A newborn enters this world surrounded by a multitude of circumstances that begin to imprint its soul. This can range from feeling loved, cared for, and protected through being resented, neglected, and isolated. As this baby continues forward on its journey through infancy, childhood, adolescence to adulthood, these initial beginnings have a direct and indirect impact on how this individual perceives him/herself. These internal perceptions shape how he/she forms relationships and life choices. The more one is made to feel unworthy, undeserving, and wrong whether it’s self imposed or projected by others, the deeper the wound grows and therefore the feeling of “being broken” and “beyond repair” furthers the despair.

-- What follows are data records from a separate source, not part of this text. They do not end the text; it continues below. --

use super::*;
use crate::compositor::layers::{Layer, MemoryLayerSource};
use crate::slideshow::sink::InMemorySink;

const RED: [u8; 4] = [255, 0, 0, 255];
const GREEN: [u8; 4] = [0, 255, 0, 255];
const BLUE: [u8; 4] = [0, 0, 255, 255];
const BLACK: [u8; 4] = [0, 0, 0, 255];

type Session = SlideShowSession<MemoryLayerSource, InMemorySink>;

fn opts() -> SlideShowOpts {
    SlideShowOpts {
        slide_width: 16,
        slide_height: 8,
        ..SlideShowOpts::default()
    }
}

fn solid(c: [u8; 4]) -> FrameRGBA {
    FrameRGBA::filled(
        opts().canvas().unwrap(),
        Rgba8Premul::from_straight_rgba(c[0], c[1], c[2], c[3]),
    )
}

fn slide(json: &str) -> SlideInfo {
    serde_json::from_str(json).unwrap()
}

fn plain_layers(colors: &[[u8; 4]]) -> MemoryLayerSource {
    let mut src = MemoryLayerSource::new();
    for (i, c) in colors.iter().enumerate() {
        src.insert(i, vec![Layer::new(LayerKind::Slide, "content", solid(*c))]);
    }
    src
}

fn session(opts: SlideShowOpts, slides: Vec<SlideInfo>, source: MemoryLayerSource) -> Session {
    SlideShowSession::new(opts, slides, source, InMemorySink::new()).unwrap()
}

fn centre(s: &Session) -> [u8; 4] {
    let c = s.canvas();
    s.presented().pixel(c.width / 2, c.height / 2).unwrap()
}

fn at(ms: u64) -> Duration {
    Duration::from_millis(ms)
}

#[test]
fn empty_show_is_a_no_op() {
    let mut s = session(opts(), Vec::new(), MemoryLayerSource::new());
    s.start(at(0)).unwrap();
    assert!(!s.tick(at(16)));
    s.next(at(32));
    assert_eq!(s.current_slide(), None);
    assert_eq!(s.frames_presented(), 0);
    assert!(s.sink().config().is_none());
}

#[test]
fn canvas_follows_the_layer_size_rules() {
    let s = session(opts(), Vec::new(), MemoryLayerSource::new());
    assert_eq!((s.canvas().width, s.canvas().height), (960, 480));
}

#[test]
fn cuts_between_slides_without_transitions() {
    let slides = vec![slide(r#"{ "index": 0 }"#), slide(r#"{ "index": 1 }"#)];
    let mut s = session(opts(), slides, plain_layers(&[RED, BLUE]));
    s.start(at(0)).unwrap();
    assert_eq!(s.current_slide(), Some(0));
    assert!(!s.wants_frames());
    assert_eq!(centre(&s), RED);
    assert!(!s.tick(at(16)));

    s.next(at(100));
    assert_eq!(s.current_slide(), Some(1));
    assert_eq!(centre(&s), BLUE);
    assert_eq!(s.frames_presented(), 2);

    s.next(at(200));
    assert!(s.is_finished());
    assert!(!s.tick(at(216)));
    assert_eq!(s.context().live_objects().total(), 0);
}

#[test]
fn crossfade_plays_from_the_clear_colour() {
    let slides = vec![slide(
        r#"{ "index": 0, "transitionType": "Fade", "transitionSubtype": "CrossFade",
             "transitionDuration": 1000 }"#,
    )];
    let mut s = session(opts(), slides, plain_layers(&[RED]));
    s.start(at(0)).unwrap();
    assert!(s.is_transitioning());
    assert_eq!(centre(&s), BLACK);

    assert!(s.tick(at(500)));
    let mid = centre(&s);
    assert!((100..160).contains(&mid[0]), "{mid:?}");

    assert!(!s.tick(at(1000)));
    assert!(!s.is_transitioning());
    assert_eq!(centre(&s), RED);
    assert_eq!(s.context().live_objects().total(), 0);

    let indices: Vec<u64> = s.sink().frames().iter().map(|(i, _)| *i).collect();
    assert_eq!(indices, vec![0, 1, 2]);
}

#[test]
fn advancing_mid_transition_jumps_to_its_end() {
    let slides = vec![slide(
        r#"{ "index": 0, "transitionType": "BarWipe", "transitionSubtype": "LeftToRight" }"#,
    )];
    let mut s = session(opts(), slides, plain_layers(&[RED]));
    s.start(at(0)).unwrap();
    s.next(at(100));
    assert!(!s.wants_frames());
    assert_eq!(s.current_slide(), Some(0));
    assert_eq!(centre(&s), RED);
}

#[test]
fn unsupported_effects_use_the_configured_fallback() {
    let declared = || {
        vec![slide(
            r#"{ "index": 0, "transitionType": "Sparkle", "transitionDuration": 500 }"#,
        )]
    };

    let mut s = session(opts(), declared(), plain_layers(&[RED]));
    s.start(at(0)).unwrap();
    assert!(s.is_transitioning());

    let cut = SlideShowOpts {
        fallback_to_crossfade: false,
        ..opts()
    };
    let mut s = session(cut, declared(), plain_layers(&[RED]));
    s.start(at(0)).unwrap();
    assert!(!s.is_transitioning());
    assert_eq!(centre(&s), RED);
}

#[test]
fn missing_layers_show_the_loader_until_they_arrive() {
    let slides = vec![slide(r#"{ "index": 0 }"#)];
    let mut s = session(opts(), slides, MemoryLayerSource::new());
    s.start(at(0)).unwrap();
    assert_eq!(s.current_slide(), Some(0));
    assert!(s.wants_frames());
    assert_eq!(s.frames_presented(), 1);
    assert!(s.tick(at(16)));
    assert_eq!(s.frames_presented(), 2);
    assert!(s.context().live_objects().total() > 0);

    s.next(at(20));
    assert_eq!(s.current_slide(), Some(0));

    s.source_mut()
        .insert(0, vec![Layer::new(LayerKind::Slide, "content", solid(GREEN))]);
    assert!(!s.tick(at(32)));
    assert_eq!(centre(&s), GREEN);
    assert_eq!(s.context().live_objects().total(), 0);
}

#[test]
fn disabled_loader_presents_nothing_while_waiting() {
    let slides = vec![slide(r#"{ "index": 0 }"#)];
    let no_loader = SlideShowOpts {
        loader: false,
        ..opts()
    };
    let mut s = session(no_loader, slides, MemoryLayerSource::new());
    s.start(at(0)).unwrap();
    assert!(s.tick(at(16)));
    assert_eq!(s.frames_presented(), 0);
}

fn shape_slide(mode: &str) -> (Vec<SlideInfo>, MemoryLayerSource) {
    let slides = vec![slide(&format!(
        r#"{{ "index": 0, "animations": [
            {{ "type": "BarWipe", "subtype": "LeftToRight", "mode": "{mode}",
               "dur": "1s", "targetElement": "s1" }}
        ] }}"#
    ))];
    let source = MemoryLayerSource::new().with_slide(
        0,
        vec![
            Layer::new(LayerKind::Slide, "content", solid(RED)),
            Layer::new(LayerKind::Shape, "s1", solid(GREEN)),
        ],
    );
    (slides, source)
}

#[test]
fn entrance_effect_reveals_a_hidden_shape() {
    let (slides, source) = shape_slide("in");
    let mut s = session(opts(), slides, source);
    s.start(at(0)).unwrap();
    assert_eq!(centre(&s), RED);

    s.next(at(100));
    assert!(s.wants_frames());
    assert_eq!(centre(&s), RED);

    assert!(s.tick(at(600)));
    let h = s.canvas().height / 2;
    assert_eq!(s.presented().pixel(10, h), Some(GREEN));
    assert_eq!(s.presented().pixel(950, h), Some(RED));

    assert!(!s.tick(at(1100)));
    assert_eq!(centre(&s), GREEN);

    s.next(at(1200));
    assert!(s.is_finished());
}

#[test]
fn exit_effect_hides_a_visible_shape() {
    let (slides, source) = shape_slide("out");
    let mut s = session(opts(), slides, source);
    s.start(at(0)).unwrap();
    assert_eq!(centre(&s), GREEN);

    s.next(at(100));
    s.next(at(200));
    assert!(!s.wants_frames());
    assert_eq!(centre(&s), RED);
}

#[test]
fn effects_on_missing_shapes_are_skipped() {
    let slides = vec![
        slide(
            r#"{ "index": 0, "animations": [
                { "type": "BarWipe", "targetElement": "ghost" },
                { "type": "BarWipe" }
            ] }"#,
        ),
        slide(r#"{ "index": 1 }"#),
    ];
    let mut s = session(opts(), slides, plain_layers(&[RED, BLUE]));
    s.start(at(0)).unwrap();
    s.next(at(100));
    assert_eq!(s.current_slide(), Some(1));
    assert_eq!(centre(&s), BLUE);
}

#[test]
fn stop_releases_everything() {
    let slides = vec![slide(
        r#"{ "index": 0, "transitionType": "MiscShapeWipe", "transitionSubtype": "CornersOut" }"#,
    )];
    let mut s = session(opts(), slides, plain_layers(&[RED]));
    s.start(at(0)).unwrap();
    assert!(s.tick(at(300)));
    assert!(s.context().live_objects().total() > 0);

    s.stop();
    assert_eq!(s.context().live_objects().total(), 0);
    assert!(s.context().is_disposed());
    assert!(s.sink().is_ended());
    assert!(!s.tick(at(400)));
    assert!(s.start(at(500)).is_err());
}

But here’s the simple truth: you are worthy, deserving, and a person of value. Once you do the work to reverse negative self-image fractures that shatter the mirror within your being, you can learn to understand, accept, and maintain your sense of self-love as a highly valued person. The ability to reflect your inner love and respect outwardly will only allow you to live each day with more ease and less turmoil. Everything that you have been taught and believed to make you feel less than you actually are is not true. It’s a misguided thought; which is not your fault, it never was. But once self-aware, it’s deciding to take responsibility for yourself. Although you may have hurt yourself and others intentionally or unintentionally, you behaved in a way that you believed you needed to in order to survive that experience; out of sheer fear. However, it is only in your control to choose to heal and live in a way that feels good and loving based upon your own context within yourself and how you treat others.
In reality, the little child inside of you is crying out for help. It gets so scared sometimes that it becomes anxious and completely lost. This little child is actually calling the shots in your life of being stubborn, impatient, and feeling insecure because there is one thing it’s lacking. All this child wants is a solid, steady, and strong parent to step up, take control, and properly raise him/her through healthy boundaries, limits, unconditional love, and acceptance. If you haven’t already guessed, you are the parent. No matter how young or old you are, it is still your responsibility to protect and care for this child that is your lifelong commitment. The more the child inside feels safe, whole, calm, and content, so will you. Isn’t that all you want…for your child to be happy? And in turn, you will be happy too.